Las esperanzas en un nuevo gobierno

Han pasado ya muchas semanas desde que el nuevo gobierno asentó sus reales en Oaxaca y, ha empezado a rodar como si tuviera freno de mano.
Las acciones, a decir de muchos, no han sido lo contundentes que debieran. Unos piden sangre, otros exigen mesura. Los de acá critican el gabinete, los de allá lo alaban.
Vamos, son los primeros balbuceos de un gobierno que está buscando su sino y construyendo su propio futuro.
Por supuesto que no hay nada que pueda espantarnos pero sí existen, como dijera Joaquín Sabina, más de cien motivos para que la ciudadanía alce la ceja.
Este es un ejemplo y un consejo.
Si usted, estimado lector, tiene un terreno, una casa, un edificio, una bodega, o algún inmueble en los alrededores del Estadio de Futbol que se encuentra en Santa Lucía, no lo venda.
Seguramente, en las últimas semanas algunos vivales han obtenido la misma información que yo, que el estadio de futbol será demolido.
Es cierto.
Al gobernador Gabino Cué la Federación Mexicana de Futbol le “regaló”, desconozco los motivos y las razones, una franquicia para llevar a Oaxaca un equipo profesional de la división de ascenso.

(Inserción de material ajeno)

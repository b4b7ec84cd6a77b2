// file: src/pipeline/service.rs
// description: runs sync passes and applies the publish rule to the shared cache
// reference: coordinates orchestrator, snapshot cache, and disk mirror

use crate::cache::SnapshotCache;
use crate::config::Config;
use crate::error::{MirrorError, Result};
use crate::mirror::DiskMirror;
use crate::models::{Snapshot, SnapshotOrigin};
use crate::pipeline::orchestrator::{SyncOrchestrator, should_publish};
use crate::pipeline::stats::SyncStats;
use crate::remote::ContentSource;
use chrono::Utc;
use std::sync::Arc;
use tracing::{error, info, warn};

pub struct SyncService {
    orchestrator: SyncOrchestrator,
    cache: Arc<SnapshotCache>,
    mirror: Option<DiskMirror>,
}

impl SyncService {
    pub fn new(
        orchestrator: SyncOrchestrator,
        cache: Arc<SnapshotCache>,
        mirror: Option<DiskMirror>,
    ) -> Self {
        Self {
            orchestrator,
            cache,
            mirror,
        }
    }

    pub fn from_config(
        config: &Config,
        source: Arc<dyn ContentSource>,
        cache: Arc<SnapshotCache>,
    ) -> Self {
        let mirror = config
            .mirror
            .enabled
            .then(|| DiskMirror::new(config.mirror.dir.clone(), config.remote.label()));
        let orchestrator = SyncOrchestrator::from_config(config, source);
        Self::new(orchestrator, cache, mirror)
    }

    pub fn cache(&self) -> &Arc<SnapshotCache> {
        &self.cache
    }

    /// Seeds the cache from the disk mirror. Returns the number of posts
    /// published, zero when there is no usable mirror.
    pub async fn restore_from_mirror(&self) -> usize {
        let Some(mirror) = &self.mirror else {
            return 0;
        };

        match mirror.load(self.orchestrator.transformer()).await {
            Ok(contents) if contents.posts.is_empty() => {
                warn!("Disk mirror at {:?} holds no restorable posts", mirror.dir());
                0
            }
            Ok(contents) => {
                let snapshot = self.cache.publish(contents.into_snapshot());
                snapshot.len()
            }
            Err(MirrorError::MirrorNotFound(dir)) => {
                info!("No disk mirror at {:?}; starting empty", dir);
                0
            }
            Err(e) => {
                warn!("Ignoring disk mirror: {}", e);
                0
            }
        }
    }

    /// Runs one pass. The status is always updated; the snapshot is replaced
    /// only when the pass produced at least one post.
    pub async fn run_pass(&self) -> Result<SyncStats> {
        let result = self.orchestrator.sync_once().await;
        let publish = should_publish(&result);
        let finished_at = Utc::now();

        let output = match result {
            Ok(output) if publish => output,
            other => {
                let error = match other {
                    Err(e) => e,
                    Ok(output) => MirrorError::NothingRendered {
                        candidates: output.stats.files_listed,
                    },
                };
                self.cache
                    .record_attempt(finished_at, Some(error.to_string()), None);
                if error.is_pass_level() {
                    warn!(
                        "Sync of {} failed; keeping previous snapshot: {}",
                        self.orchestrator.source_label(),
                        error
                    );
                } else {
                    error!(
                        "Sync of {} aborted unexpectedly; keeping previous snapshot: {}",
                        self.orchestrator.source_label(),
                        error
                    );
                }
                return Err(error);
            }
        };

        let snapshot = self
            .cache
            .publish(Snapshot::build(output.posts, SnapshotOrigin::Remote));
        self.cache
            .record_attempt(finished_at, None, Some(output.stats.clone()));

        if let Some(mirror) = &self.mirror {
            if let Err(e) = mirror.save(&snapshot, &output.bodies).await {
                error!("Failed to update disk mirror: {}", e);
            }
        }

        Ok(output.stats)
    }
}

El regalo motivó una serie de acciones, planes y propuestas.
La más reciente y que parece tiene el consenso consiste en:
1) Demoler el estadio de futbol inaugurado en diciembre de 1987 y edificado por la constructora JAPSA de Guadalajara, Jalisco, en donde jugaron de manera profesional los Chapulineros del Deportivo Oaxaca, Potros Pegaso, Cruz Azul, URSE, entre otros.
2) Construir, en los terrenos del estadio que el año pasado recibió a la Guelaguetza, un enorme centro comercial encargado a un despacho que se dedica a este tipo de edificaciones.
3) Adquirir un terreno para, ahí, construir un nuevo estadio de futbol en donde jugará el equipo de futbol regalado al gobierno estatal.
Este tema, que parece no tener la mayor importancia, puede convertirse en lo que marque al nuevo gobierno.
Y es que más allá de la forma de hacer política, de si va a escarbar en el pasado para ver qué diablos encuentra, de si el gabinete va a estar lleno de títulos universitarios, lo que la ciudadanía quiere ver es que la transparencia y la decencia arriben.
Un tema fundamental en el desarrollo de los pueblos es la manera en que sus gobernantes se comportan.
Y hoy, si esto se convierte en un ejemplo de honradez, marcará para siempre a la administración de Gabino Cué, ya que podrá decir que el primer gran proyecto se hizo como debió hacerse. Es decir, sin que nadie se gane una comisión, sin que ningún funcionario haga uso de información privilegiada, sin que las constructoras ganen porque son amigas de alguien, sin que el negocio sea de hombres con antecedentes españoles nada más porque sí.
Sin embargo, si esto se maneja como se acostumbra en todos lados, la decepción será mayúscula.
Y lo será porque los dichos con que llegaron al poder, y con los que ganaron las elecciones, fueron sólo para obtener votos, y no para demostrar que realmente piensan distinto y actúan en consecuencia.
La ciudadanía está harta de los políticos gatopardos, los que practican el gatopardismo, que hacen que las cosas cambien para quedar igual.
En las urnas, los oaxaqueños pidieron, exigieron, un cambio y los que triunfaron están obligados a hacerlo.
Y el cambio no se construye pagando inserciones en los periódicos o paseándose por las calles de la capital del estado, sino yendo al fondo de las cosas, aunque eso implique a veces no salir en los diarios y noticiarios.
Los oaxaqueños pusieron en la espalda del nuevo gobierno sus esperanzas por un estado mejor, más solidario, más cercano, más honesto, más profesional, más comprometido.
El nuevo gobierno debe escuchar lo que le han dicho y no pisotear las esperanzas oaxaqueñas.
Los estadios de futbol y el centro comercial son una buena oportunidad.